## REQUIREMENT
Look through the data below for the string "normalized", and copy every line where it turns up.
▼
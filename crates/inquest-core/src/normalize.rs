//! Query normalization and cache-key derivation
//!
//! Both the search cache and the topic cache key on normalized text so that
//! queries differing only in case or whitespace collapse to the same entry.

use crate::types::SearchParams;
use sha2::{Digest, Sha256};

/// Normalize query text: lowercase, trim, collapse internal whitespace.
pub fn normalize_query(text: &str) -> String {
    text.split_whitespace()
        .map(|word| word.to_lowercase())
        .collect::<Vec<_>>()
        .join(" ")
}

/// Deterministic cache key over normalized query text and execution
/// parameters.
pub fn cache_key(query: &str, params: &SearchParams) -> String {
    let raw = format!(
        "{}|{}|{}",
        normalize_query(query),
        params.depth,
        params.max_results
    );
    let digest = Sha256::digest(raw.as_bytes());
    hex::encode(digest)
}
//! Resilience primitives: circuit breaking, rate limiting, and fallback
//! dispatch
//!
//! Provider health state is kept in an injectable [`ProviderRegistry`]
//! rather than process-wide singletons so tests can construct isolated
//! registries per case. All state is in-memory and resets on restart.

pub mod circuit;
pub mod dispatch;
pub mod rate_limit;
pub mod registry;

pub use circuit::{CircuitBreaker, CircuitBreakerConfig};
pub use dispatch::dispatch;
pub use rate_limit::{RateLimitConfig, RateLimiter};
pub use registry::{ProviderRegistry, ProviderState};
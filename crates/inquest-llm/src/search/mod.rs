//! Web-search providers

mod tavily;

pub use tavily::TavilySearchProvider;
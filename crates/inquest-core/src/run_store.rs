//! Persistence collaborator interface
//!
//! Finished research records live outside this system; the pipeline only
//! holds opaque references to them. An in-memory implementation ships for
//! tests and demos.

use async_trait::async_trait;
use chrono::{DateTime, Utc};
use parking_lot::RwLock;
use serde::{Deserialize, Serialize};
use std::collections::HashMap;
use std::fmt;
use std::sync::Arc;
use uuid::Uuid;

/// Opaque reference to a persisted run record
#[derive(Debug, Clone, Copy, PartialEq, Eq, Hash, Serialize, Deserialize)]
pub struct RunRef(pub Uuid);

impl RunRef {
    pub fn generate() -> Self {
        Self(Uuid::new_v4())
    }
}

impl fmt::Display for RunRef {
    fn fmt(&self, f: &mut fmt::Formatter<'_>) -> fmt::Result {
        self.0.fmt(f)
    }
}

impl std::str::FromStr for RunRef {
    type Err = uuid::Error;

    fn from_str(s: &str) -> Result<Self, Self::Err> {
        Ok(Self(Uuid::parse_str(s)?))
    }
}

/// A completed pipeline run, as handed to the persistence collaborator
#[derive(Debug, Clone, PartialEq, Serialize, Deserialize)]
pub struct RunRecord {
    pub topic: String,
    pub language: String,
    pub summary: String,
    pub report: String,
    pub total_queries: u32,
    pub total_sources: u32,
    pub completed_at: DateTime<Utc>,
}

/// Persistence collaborator for finished research records
#[async_trait]
pub trait RunStore: Send + Sync {
    async fn save_run(&self, record: RunRecord) -> anyhow::Result<RunRef>;

    async fn load_run(&self, reference: &RunRef) -> anyhow::Result<RunRecord>;
}

/// In-memory run store for tests and demos
#[derive(Default)]
pub struct InMemoryRunStore {
    records: Arc<RwLock<HashMap<RunRef, RunRecord>>>,
}

impl InMemoryRunStore {
    pub fn new() -> Self {
        Self::default()
    }

    pub fn len(&self) -> usize {
        self.records.read().len()
    }

    pub fn is_empty(&self) -> bool {
        self.records.read().is_empty()
    }
}

#[async_trait]
impl RunStore for InMemoryRunStore {
    async fn save_run(&self, record: RunRecord) -> anyhow::Result<RunRef> {
        let reference = RunRef::generate();
        self.records.write().insert(reference, record);
        Ok(reference)
    }

    async fn load_run(&self, reference: &RunRef) -> anyhow::Result<RunRecord> {
        self.records
            .read()
            .get(reference)
            .cloned()
            .ok_or_else(|| anyhow::anyhow!("run record not found: {reference}"))
    }
}

#[cfg(test)]
mod tests {
    use super::*;

    fn record(topic: &str) -> RunRecord {
        RunRecord {
            topic: topic.to_string(),
            language: "en".to_string(),
            summary: "summary".to_string(),
            report: "report".to_string(),
            total_queries: 3,
            total_sources: 12,
            completed_at: Utc::now(),
        }
    }

    #[tokio::test]
    async fn save_then_load_roundtrips() {
        let store = InMemoryRunStore::new();
        let saved = record("quantum computing");

        let reference = store.save_run(saved.clone()).await.unwrap();
        let loaded = store.load_run(&reference).await.unwrap();
        assert_eq!(loaded, saved);
    }

    #[tokio::test]
    async fn load_unknown_reference_fails() {
        let store = InMemoryRunStore::new();
        let missing = RunRef::generate();
        assert!(store.load_run(&missing).await.is_err());
    }

    #[test]
    fn run_ref_parses_from_display() {
        let reference = RunRef::generate();
        let parsed: RunRef = reference.to_string().parse().unwrap();
        assert_eq!(parsed, reference);
    }
}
▲
## WORKED SOLUTION
//! Both the search cache and the topic cache key on normalized text so that
/// Deterministic cache key over normalized query text and execution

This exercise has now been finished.